- [Your objective] Your task is to copy each line of the material below that includes "LogConfig".

BEGIN Data for this task

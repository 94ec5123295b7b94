//! Structured logging for fitcalc
//!
//! Library code only emits `tracing` events; the binary decides where they
//! go. Reports are printed on stdout, so console logs always use stderr.

use serde::{Deserialize, Serialize};
use std::fs;
use std::path::{Path, PathBuf};
use tracing_subscriber::{
    fmt, layer::SubscriberExt, registry::LookupSpan, util::SubscriberInitExt, EnvFilter, Layer,
};

/// Logging configuration
#[derive(Debug, Clone, PartialEq, Serialize, Deserialize)]
pub struct LogConfig {
    /// Minimum level for `fitcalc` events
    pub level: LogLevel,

    /// Console output format
    pub format: LogFormat,

    /// Also write JSON events to this file
    pub file_path: Option<PathBuf>,

    /// Roll the log file daily instead of appending to one file
    pub rotation: bool,
}

impl Default for LogConfig {
    fn default() -> Self {
        Self {
            level: LogLevel::Warn,
            format: LogFormat::Pretty,
            file_path: None,
            rotation: false,
        }
    }
}

impl LogConfig {
    /// Map `-v` occurrences to a level
    pub fn from_verbosity(verbose: u8) -> Self {
        let level = match verbose {
            0 => LogLevel::Warn,
            1 => LogLevel::Info,
            2 => LogLevel::Debug,
            _ => LogLevel::Trace,
        };

        Self {
            level,
            ..Self::default()
        }
    }

    fn filter(&self) -> EnvFilter {
        EnvFilter::try_from_default_env()
            .unwrap_or_else(|_| EnvFilter::new(format!("fitcalc={}", self.level.as_str())))
    }
}

#[derive(Debug, Clone, Copy, PartialEq, Eq, Serialize, Deserialize)]
#[serde(rename_all = "lowercase")]
pub enum LogLevel {
    Error,
    Warn,
    Info,
    Debug,
    Trace,
}

impl LogLevel {
    pub fn as_str(&self) -> &'static str {
        match self {
            LogLevel::Error => "error",
            LogLevel::Warn => "warn",
            LogLevel::Info => "info",
            LogLevel::Debug => "debug",
            LogLevel::Trace => "trace",
        }
    }
}

/// Console log format
#[derive(Debug, Clone, Copy, PartialEq, Eq, Serialize, Deserialize)]
#[serde(rename_all = "lowercase")]
pub enum LogFormat {
    /// Human-readable with colors
    Pretty,
    /// One JSON object per event
    Json,
    /// Single-line
    Compact,
}

impl std::str::FromStr for LogFormat {
    type Err = String;

    fn from_str(s: &str) -> Result<Self, Self::Err> {
        match s.to_lowercase().as_str() {
            "pretty" => Ok(LogFormat::Pretty),
            "json" => Ok(LogFormat::Json),
            "compact" => Ok(LogFormat::Compact),
            _ => Err(format!("Invalid log format: {}", s)),
        }
    }
}

fn console_layer<S>(format: LogFormat) -> Box<dyn Layer<S> + Send + Sync>
where
    S: tracing::Subscriber + for<'a> LookupSpan<'a>,
{
    let layer = fmt::layer().with_writer(std::io::stderr).with_target(true);
    match format {
        LogFormat::Pretty => layer.with_line_number(true).boxed(),
        LogFormat::Json => layer.json().boxed(),
        LogFormat::Compact => layer.compact().boxed(),
    }
}

fn file_layer<S>(path: &Path, rotation: bool) -> anyhow::Result<Box<dyn Layer<S> + Send + Sync>>
where
    S: tracing::Subscriber + for<'a> LookupSpan<'a>,
{
    let directory = path
        .parent()
        .filter(|dir| !dir.as_os_str().is_empty())
        .unwrap_or_else(|| Path::new("."));
    fs::create_dir_all(directory)?;

    let layer = fmt::layer().json().with_target(true).with_ansi(false);
    if rotation {
        let file_name = path
            .file_name()
            .and_then(|n| n.to_str())
            .unwrap_or("fitcalc.log");
        let appender = tracing_appender::rolling::daily(directory, file_name);
        Ok(layer.with_writer(appender).boxed())
    } else {
        let file = fs::OpenOptions::new().create(true).append(true).open(path)?;
        Ok(layer.with_writer(file).boxed())
    }
}

/// Install the global subscriber
pub fn init_logging(config: &LogConfig) -> anyhow::Result<()> {
    let file = config
        .file_path
        .as_deref()
        .map(|path| file_layer(path, config.rotation))
        .transpose()?;

    tracing_subscriber::registry()
        .with(config.filter())
        .with(console_layer(config.format))
        .with(file)
        .try_init()?;

    tracing::debug!(
        level = config.level.as_str(),
        format = ?config.format,
        file = ?config.file_path,
        rotation = config.rotation,
        "Logging initialized"
    );

    Ok(())
}
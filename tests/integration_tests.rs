use fitcalc::{config, dispatch, import, message, models};
use fitcalc::{TrainingError, WorkoutCalculator};

/// Integration tests that exercise the complete package → report workflow

#[cfg(test)]
mod integration_tests {
    use super::*;
    use fitcalc::message::OutputFormat;
    use fitcalc::models::Package;

    fn report_line(code: &str, data: &[f64]) -> String {
        dispatch::read_package(code, data)
            .unwrap()
            .build_report()
            .unwrap()
            .get_message()
    }

    /// Reference swimming package: 25 m pool, 40 laps in one hour
    #[test]
    fn test_swimming_end_to_end() {
        assert_eq!(
            report_line("SWM", &[720.0, 1.0, 80.0, 25.0, 40.0]),
            "Kind: Swimming; Duration: 1.000 h.; Distance: 0.994 km; Avg speed: 1.000 km/h; Calories: 336.000."
        );
    }

    #[test]
    fn test_running_end_to_end() {
        assert_eq!(
            report_line("RUN", &[15000.0, 1.0, 75.0]),
            "Kind: Running; Duration: 1.000 h.; Distance: 9.750 km; Avg speed: 9.750 km/h; Calories: 797.805."
        );
    }

    #[test]
    fn test_sports_walking_end_to_end() {
        assert_eq!(
            report_line("WLK", &[9000.0, 1.0, 75.0, 180.0]),
            "Kind: SportsWalking; Duration: 1.000 h.; Distance: 5.850 km; Avg speed: 5.850 km/h; Calories: 349.252."
        );
    }

    #[test]
    fn test_running_report_fields() {
        let report = dispatch::read_package("RUN", &[15000.0, 1.0, 75.0])
            .unwrap()
            .build_report()
            .unwrap();

        assert_eq!(report.training_type, "Running");
        assert!((report.distance - 9.75).abs() < 1e-9);
        assert!((report.speed - 9.75).abs() < 1e-9);
    }

    #[test]
    fn test_dispatch_failures_are_distinct() {
        let unknown = dispatch::read_package("XYZ", &[1.0, 2.0, 3.0]).unwrap_err();
        assert!(matches!(unknown, TrainingError::UnrecognizedKind { .. }));

        let short = dispatch::read_package("WLK", &[9000.0, 1.0, 75.0]).unwrap_err();
        assert!(matches!(
            short,
            TrainingError::ArityMismatch { expected: 4, actual: 3, .. }
        ));
    }

    /// CSV batch → dispatch → JSON output
    #[test]
    fn test_batch_workflow() {
        let csv = "SWM,720,1,80,25,40\nRUN,15000,1,75\nWLK,9000,1,75,180\n";
        let packages = import::read_packages(csv.as_bytes()).unwrap();
        assert_eq!(packages, Package::demo_packages());

        let coefficients = config::CoefficientConfig::default();
        let reports = packages
            .iter()
            .map(|package| package.read(&coefficients)?.build_report())
            .collect::<fitcalc::Result<Vec<_>>>()
            .unwrap();

        let json = message::render_reports(&reports, OutputFormat::Json).unwrap();
        let parsed: serde_json::Value = serde_json::from_str(&json).unwrap();
        let kinds: Vec<&str> = parsed
            .as_array()
            .unwrap()
            .iter()
            .map(|r| r["training_type"].as_str().unwrap())
            .collect();
        assert_eq!(kinds, vec!["Swimming", "Running", "SportsWalking"]);

        let text = message::render_reports(&reports, OutputFormat::Text).unwrap();
        assert_eq!(text.lines().count(), 3);
    }

    /// Overriding a coefficient in TOML changes the computed report
    #[test]
    fn test_custom_coefficients_workflow() {
        let coefficients = config::CoefficientConfig::load_from_string(
            r#"
[swimming]
weight_multiplier = 1.0
"#,
        )
        .unwrap();

        let report = dispatch::read_package_with(&coefficients, "SWM", &[720.0, 1.0, 80.0, 25.0, 40.0])
            .unwrap()
            .build_report()
            .unwrap();

        // (1.0 + 1.1) * 1 * 80 * 1
        assert!((report.calories - 168.0).abs() < 1e-9);
    }

    #[test]
    fn test_every_code_dispatches_with_its_arity() {
        for code in models::WorkoutCode::ALL {
            let data = vec![1000.0; code.arity()];
            let training = dispatch::read_package(code.as_str(), &data).unwrap();
            assert_eq!(training.code(), code);
            assert_eq!(training.training_type(), code.training_type());
        }
    }
}
//! Human-readable workout reports
//!
//! Field order and the 3-decimal precision of the text line are fixed.

use clap::ValueEnum;
use serde::{Deserialize, Serialize};
use std::fmt;

use crate::error::{Result, TrainingError};

/// Computed summary of one workout
#[derive(Debug, Clone, PartialEq, Serialize, Deserialize)]
pub struct Report {
    /// Display name of the workout kind
    pub training_type: String,

    /// Duration in hours
    pub duration: f64,

    /// Distance in kilometers
    pub distance: f64,

    /// Mean speed in km/h
    pub speed: f64,

    /// Calories burned in kcal
    pub calories: f64,
}

impl Report {
    /// Render the fixed-template message line
    pub fn get_message(&self) -> String {
        self.to_string()
    }
}

impl fmt::Display for Report {
    fn fmt(&self, f: &mut fmt::Formatter<'_>) -> fmt::Result {
        write!(
            f,
            "Kind: {}; Duration: {:.3} h.; Distance: {:.3} km; Avg speed: {:.3} km/h; Calories: {:.3}.",
            self.training_type, self.duration, self.distance, self.speed, self.calories
        )
    }
}

/// Output format for a batch of reports
#[derive(Debug, Clone, Copy, PartialEq, Eq, Default, ValueEnum)]
pub enum OutputFormat {
    /// One template line per report
    #[default]
    Text,
    /// Pretty-printed JSON array
    Json,
}

/// Render reports in the requested format
pub fn render_reports(reports: &[Report], format: OutputFormat) -> Result<String> {
    match format {
        OutputFormat::Text => Ok(reports
            .iter()
            .map(Report::get_message)
            .collect::<Vec<_>>()
            .join("\n")),
        OutputFormat::Json => serde_json::to_string_pretty(reports)
            .map_err(|e| TrainingError::Serialization(e.to_string())),
    }
}
use anyhow::{Context, Result};
use clap::{Parser, Subcommand};
use colored::*;
use std::path::PathBuf;
use std::process::ExitCode;

use fitcalc::import::read_packages_csv;
use fitcalc::logging::{init_logging, LogConfig, LogFormat};
use fitcalc::message::{render_reports, OutputFormat};
use fitcalc::{
    CoefficientConfig, ErrorSeverity, Package, Report, TrainingError, WorkoutCalculator,
};

/// fitcalc - Workout Summary CLI
///
/// Turns raw sensor packages from running, race-walking and swimming
/// sessions into distance, mean speed and calorie reports.
#[derive(Debug, Parser)]
#[command(name = "fitcalc")]
#[command(version)]
#[command(about = "Workout summary calculator", long_about = None)]
struct Cli {
    /// Coefficient config file (defaults to ~/.fitcalc/config.toml)
    #[arg(short, long, value_name = "FILE", global = true)]
    config: Option<PathBuf>,

    /// Increase verbosity of log output
    #[arg(short, long, action = clap::ArgAction::Count, global = true)]
    verbose: u8,

    /// Log format (pretty, json, compact)
    #[arg(long, default_value = "pretty", global = true)]
    log_format: LogFormat,

    /// Also write JSON log events to this file
    #[arg(long, value_name = "PATH", global = true)]
    log_file: Option<PathBuf>,

    /// Roll the log file daily (only with --log-file)
    #[arg(long, global = true)]
    log_rotate: bool,

    #[command(subcommand)]
    command: Commands,
}

#[derive(Debug, Subcommand)]
enum Commands {
    /// Process the built-in reference packages
    Demo {
        /// Output format
        #[arg(short = 'f', long, value_enum, default_value_t = OutputFormat::Text)]
        format: OutputFormat,
    },

    /// Process a single sensor package
    Calc {
        /// Workout code (RUN, WLK, SWM)
        code: String,

        /// Sensor values: action, duration, weight, then kind extras
        #[arg(required = true, allow_negative_numbers = true)]
        values: Vec<f64>,

        /// Output format
        #[arg(short = 'f', long, value_enum, default_value_t = OutputFormat::Text)]
        format: OutputFormat,
    },

    /// Process every package in a CSV file
    Batch {
        /// CSV file with one `CODE,values...` row per package
        #[arg(short = 'i', long)]
        file: PathBuf,

        /// Output format
        #[arg(short = 'f', long, value_enum, default_value_t = OutputFormat::Text)]
        format: OutputFormat,
    },

    /// Inspect coefficient configuration
    Config {
        /// Print the effective coefficients as TOML
        #[arg(short, long)]
        show: bool,

        /// Write the default coefficients to the config path
        #[arg(long)]
        init: bool,
    },
}

fn main() -> ExitCode {
    let cli = Cli::parse();

    if let Err(e) = init_logging(&log_config(&cli)) {
        eprintln!("{}", format!("Failed to initialize logging: {:#}", e).red());
    }

    match run(cli) {
        Ok(()) => ExitCode::SUCCESS,
        Err(e) => {
            eprintln!("{} {:#}", "Error:".red().bold(), e);
            ExitCode::FAILURE
        }
    }
}

fn log_config(cli: &Cli) -> LogConfig {
    LogConfig {
        format: cli.log_format,
        file_path: cli.log_file.clone(),
        rotation: cli.log_rotate,
        ..LogConfig::from_verbosity(cli.verbose)
    }
}

fn run(cli: Cli) -> Result<()> {
    let config_path = cli.config;

    match cli.command {
        Commands::Demo { format } => {
            let config = load_config(config_path.as_ref())?;
            let reports = process_packages(&config, &Package::demo_packages())?;
            print_reports(&reports, format)?;
        }

        Commands::Calc {
            code,
            values,
            format,
        } => {
            let config = load_config(config_path.as_ref())?;
            let reports = process_packages(&config, &[Package::new(code, values)])?;
            print_reports(&reports, format)?;
        }

        Commands::Batch { file, format } => {
            let config = load_config(config_path.as_ref())?;
            let packages = read_packages_csv(&file)
                .with_context(|| format!("Failed to import packages from {}", file.display()))?;
            let reports = process_packages(&config, &packages)?;
            print_reports(&reports, format)?;
        }

        Commands::Config { show, init } => {
            if init {
                let path = config_path
                    .clone()
                    .unwrap_or_else(CoefficientConfig::default_config_path);
                CoefficientConfig::default().save_to_file(&path)?;
                println!(
                    "{}",
                    format!("✓ Wrote default coefficients to {}", path.display()).green()
                );
            }
            if show || !init {
                let config = load_config(config_path.as_ref())?;
                print!("{}", config.export_to_string()?);
            }
        }
    }

    Ok(())
}

fn load_config(path: Option<&PathBuf>) -> Result<CoefficientConfig> {
    match path {
        Some(path) => CoefficientConfig::load_from_file(path),
        None => CoefficientConfig::load_or_default(),
    }
}

/// Dispatch and evaluate every package; the first failure aborts the run
fn process_packages(config: &CoefficientConfig, packages: &[Package]) -> Result<Vec<Report>> {
    packages
        .iter()
        .enumerate()
        .map(|(index, package)| {
            package
                .read(config)
                .and_then(|training| training.build_report())
                .map_err(|e| {
                    log_failure(index + 1, package, &e);
                    anyhow::anyhow!(e.user_message())
                })
                .with_context(|| format!("Package #{} ({})", index + 1, package.code))
        })
        .collect()
}

fn log_failure(number: usize, package: &Package, error: &TrainingError) {
    match error.severity() {
        ErrorSeverity::Warning => {
            tracing::warn!(package = number, code = %package.code, %error, "Package rejected")
        }
        ErrorSeverity::Error | ErrorSeverity::Critical => {
            tracing::error!(package = number, code = %package.code, %error, "Package failed")
        }
    }
}

fn print_reports(reports: &[Report], format: OutputFormat) -> Result<()> {
    let output = render_reports(reports, format)?;
    if !output.is_empty() {
        println!("{}", output);
    }
    Ok(())
}

#[cfg(test)]
mod tests {
    use super::*;
    use std::fs;
    use tempfile::tempdir;

    fn parse(args: &[&str]) -> Cli {
        Cli::try_parse_from(args).unwrap()
    }

    #[test]
    fn test_parse_calc_with_negative_value() {
        let cli = parse(&["fitcalc", "calc", "RUN", "15000", "-1", "75", "-f", "json"]);
        match cli.command {
            Commands::Calc {
                code,
                values,
                format,
            } => {
                assert_eq!(code, "RUN");
                assert_eq!(values, vec![15000.0, -1.0, 75.0]);
                assert_eq!(format, OutputFormat::Json);
            }
            other => panic!("unexpected command: {:?}", other),
        }
    }

    #[test]
    fn test_calc_requires_values() {
        assert!(Cli::try_parse_from(["fitcalc", "calc", "RUN"]).is_err());
    }

    #[test]
    fn test_log_flags_feed_log_config() {
        let cli = parse(&[
            "fitcalc",
            "batch",
            "-i",
            "packages.csv",
            "-vv",
            "--log-format",
            "json",
            "--log-file",
            "logs/fitcalc.log",
            "--log-rotate",
        ]);
        let config = log_config(&cli);

        assert_eq!(config.level, fitcalc::LogLevel::Debug);
        assert_eq!(config.format, LogFormat::Json);
        assert_eq!(config.file_path, Some(PathBuf::from("logs/fitcalc.log")));
        assert!(config.rotation);
    }

    #[test]
    fn test_no_log_file_by_default() {
        let config = log_config(&parse(&["fitcalc", "demo"]));
        assert_eq!(config.file_path, None);
        assert!(!config.rotation);
    }

    #[test]
    fn test_process_packages() {
        let reports =
            process_packages(&CoefficientConfig::default(), &Package::demo_packages()).unwrap();

        assert_eq!(reports.len(), 3);
        assert_eq!(reports[1].training_type, "Running");
    }

    #[test]
    fn test_failing_package_is_named_in_error_chain() {
        let packages = vec![
            Package::new("RUN", vec![15000.0, 1.0, 75.0]),
            Package::new("XYZ", vec![1.0, 2.0, 3.0]),
        ];
        let err = process_packages(&CoefficientConfig::default(), &packages).unwrap_err();
        let chain = format!("{:#}", err);

        assert!(chain.starts_with("Package #2 (XYZ)"));
        assert!(chain.contains("Unknown workout type 'XYZ'"));
    }

    #[test]
    fn test_failure_logging_covers_every_severity() {
        let package = Package::new("RUN", vec![15000.0, 1.0, 75.0]);
        let errors = [
            TrainingError::UnrecognizedKind {
                code: "XYZ".to_string(),
            },
            TrainingError::Io(std::io::Error::other("disk gone")),
            TrainingError::UnimplementedCalories {
                training_type: "Cycling".to_string(),
            },
        ];

        for error in &errors {
            log_failure(1, &package, error);
        }
        assert_eq!(errors[2].severity(), ErrorSeverity::Critical);
    }

    #[test]
    fn test_config_init_then_show() {
        let temp_dir = tempdir().unwrap();
        let path = temp_dir.path().join("fitcalc").join("config.toml");
        let path_arg = path.to_str().unwrap();

        run(parse(&["fitcalc", "config", "--init", "--config", path_arg])).unwrap();
        assert_eq!(
            CoefficientConfig::load_from_file(&path).unwrap(),
            CoefficientConfig::default()
        );

        run(parse(&["fitcalc", "config", "--show", "--config", path_arg])).unwrap();
    }

    #[test]
    fn test_demo_and_batch_runs() {
        let temp_dir = tempdir().unwrap();
        let config_path = temp_dir.path().join("config.toml");
        CoefficientConfig::default().save_to_file(&config_path).unwrap();
        let config_arg = config_path.to_str().unwrap();

        run(parse(&["fitcalc", "demo", "--config", config_arg])).unwrap();

        let good = temp_dir.path().join("good.csv");
        fs::write(&good, "RUN,15000,1,75\nSWM,720,1,80,25,40\n").unwrap();
        run(parse(&[
            "fitcalc",
            "batch",
            "-i",
            good.to_str().unwrap(),
            "--config",
            config_arg,
        ]))
        .unwrap();

        let blank = temp_dir.path().join("blank.csv");
        fs::write(&blank, "WLK,9000,,1,75,180\n").unwrap();
        let err = run(parse(&[
            "fitcalc",
            "batch",
            "-i",
            blank.to_str().unwrap(),
            "--config",
            config_arg,
        ]))
        .unwrap_err();
        assert!(format!("{:#}", err).contains("empty value in column 3"));
    }

    #[test]
    fn test_unreadable_config_fails_run() {
        let temp_dir = tempdir().unwrap();
        let config_path = temp_dir.path().join("config.toml");
        fs::write(&config_path, "[running\n").unwrap();

        let cli = parse(&["fitcalc", "demo", "--config", config_path.to_str().unwrap()]);
        assert!(run(cli).is_err());
    }
}
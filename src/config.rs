//! Coefficient configuration
//!
//! Per-kind constant tables, loadable from a TOML file so the formulas can be
//! tuned without rebuilding.

use anyhow::{Context, Result};
use serde::{Deserialize, Serialize};
use std::fs;
use std::path::{Path, PathBuf};

use crate::error::TrainingError;

/// Per-kind constant tables used by the calculators
///
/// Every section is optional in the TOML file; missing fields fall back to
/// the built-in constants.
#[derive(Debug, Clone, Copy, PartialEq, Default, Serialize, Deserialize)]
#[serde(default)]
pub struct CoefficientConfig {
    /// Running constants
    pub running: RunningCoefficients,

    /// Race-walking constants
    pub sports_walking: WalkingCoefficients,

    /// Swimming constants
    pub swimming: SwimmingCoefficients,
}

/// Running: `(speed_multiplier * speed + speed_shift) * weight / 1000 * minutes`
#[derive(Debug, Clone, Copy, PartialEq, Serialize, Deserialize)]
#[serde(default)]
pub struct RunningCoefficients {
    /// Meters per step
    pub step_length_m: f64,
    pub speed_multiplier: f64,
    pub speed_shift: f64,
}

impl Default for RunningCoefficients {
    fn default() -> Self {
        Self {
            step_length_m: 0.65,
            speed_multiplier: 18.0,
            speed_shift: 1.79,
        }
    }
}

/// Race-walking calorie constants
#[derive(Debug, Clone, Copy, PartialEq, Serialize, Deserialize)]
#[serde(default)]
pub struct WalkingCoefficients {
    /// Meters per step
    pub step_length_m: f64,
    pub weight_multiplier: f64,
    pub speed_height_multiplier: f64,
    /// km/h to m/s
    pub kmh_to_ms: f64,
    pub cm_in_m: f64,
}

impl Default for WalkingCoefficients {
    fn default() -> Self {
        Self {
            step_length_m: 0.65,
            weight_multiplier: 0.035,
            speed_height_multiplier: 0.029,
            kmh_to_ms: 0.278,
            cm_in_m: 100.0,
        }
    }
}

/// Swimming: `(speed + speed_shift) * weight_multiplier * weight * hours`
#[derive(Debug, Clone, Copy, PartialEq, Serialize, Deserialize)]
#[serde(default)]
pub struct SwimmingCoefficients {
    /// Meters per stroke
    pub step_length_m: f64,
    pub speed_shift: f64,
    pub weight_multiplier: f64,
}

impl Default for SwimmingCoefficients {
    fn default() -> Self {
        Self {
            step_length_m: 1.38,
            speed_shift: 1.1,
            weight_multiplier: 2.0,
        }
    }
}

impl CoefficientConfig {
    /// Load configuration from TOML file
    pub fn load_from_file<P: AsRef<Path>>(path: P) -> Result<Self> {
        let content = fs::read_to_string(&path)
            .with_context(|| format!("Failed to read config file: {}", path.as_ref().display()))?;

        let config = Self::load_from_string(&content)
            .with_context(|| format!("Invalid config file: {}", path.as_ref().display()))?;

        Ok(config)
    }

    /// Load configuration from a TOML string
    pub fn load_from_string(content: &str) -> crate::Result<Self> {
        let config: CoefficientConfig = toml::from_str(content)
            .map_err(|e| TrainingError::Configuration(format!("Invalid TOML syntax: {}", e)))?;

        config.validate()?;
        Ok(config)
    }

    /// Export configuration to a TOML string
    pub fn export_to_string(&self) -> crate::Result<String> {
        toml::to_string_pretty(self)
            .map_err(|e| TrainingError::Configuration(format!("Failed to serialize config: {}", e)))
    }

    /// Save configuration to TOML file
    pub fn save_to_file<P: AsRef<Path>>(&self, path: P) -> Result<()> {
        if let Some(parent) = path.as_ref().parent() {
            fs::create_dir_all(parent)
                .with_context(|| format!("Failed to create config directory: {}", parent.display()))?;
        }

        let toml_content = self.export_to_string()?;
        fs::write(&path, toml_content)
            .with_context(|| format!("Failed to write config file: {}", path.as_ref().display()))?;

        Ok(())
    }

    /// Get default configuration file path
    pub fn default_config_path() -> PathBuf {
        dirs::home_dir()
            .unwrap_or_else(|| PathBuf::from("."))
            .join(".fitcalc")
            .join("config.toml")
    }

    /// Load the default config file, or the built-in constants if it is absent
    pub fn load_or_default() -> Result<Self> {
        Self::load_or_default_from(Self::default_config_path())
    }

    /// Load `path` if it exists; a file that exists but does not parse is an error
    pub fn load_or_default_from<P: AsRef<Path>>(path: P) -> Result<Self> {
        let path = path.as_ref();

        if !path.exists() {
            tracing::debug!(
                path = %path.display(),
                "No coefficient config file, using defaults"
            );
            return Ok(Self::default());
        }

        Self::load_from_file(path)
    }

    /// Reject constants the formulas cannot work with
    pub fn validate(&self) -> crate::Result<()> {
        let step_lengths = [
            ("running.step_length_m", self.running.step_length_m),
            ("sports_walking.step_length_m", self.sports_walking.step_length_m),
            ("swimming.step_length_m", self.swimming.step_length_m),
        ];
        for (name, value) in step_lengths {
            if !(value.is_finite() && value > 0.0) {
                return Err(TrainingError::Configuration(format!(
                    "{} must be a positive number, got {}",
                    name, value
                )));
            }
        }

        if !(self.sports_walking.cm_in_m.is_finite() && self.sports_walking.cm_in_m > 0.0) {
            return Err(TrainingError::Configuration(format!(
                "sports_walking.cm_in_m must be a positive number, got {}",
                self.sports_walking.cm_in_m
            )));
        }

        let all_finite = [
            self.running.speed_multiplier,
            self.running.speed_shift,
            self.sports_walking.weight_multiplier,
            self.sports_walking.speed_height_multiplier,
            self.sports_walking.kmh_to_ms,
            self.swimming.speed_shift,
            self.swimming.weight_multiplier,
        ]
        .iter()
        .all(|value| value.is_finite());

        if !all_finite {
            return Err(TrainingError::Configuration(
                "calorie coefficients must be finite".to_string(),
            ));
        }

        Ok(())
    }
}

END Data for this task

- [Solution]
pub struct LogConfig {
impl Default for LogConfig {
impl LogConfig {
pub fn init_logging(config: &LogConfig) -> anyhow::Result<()> {
use fitcalc::logging::{init_logging, LogConfig, LogFormat};
fn log_config(cli: &Cli) -> LogConfig {
    LogConfig {
        ..LogConfig::from_verbosity(cli.verbose)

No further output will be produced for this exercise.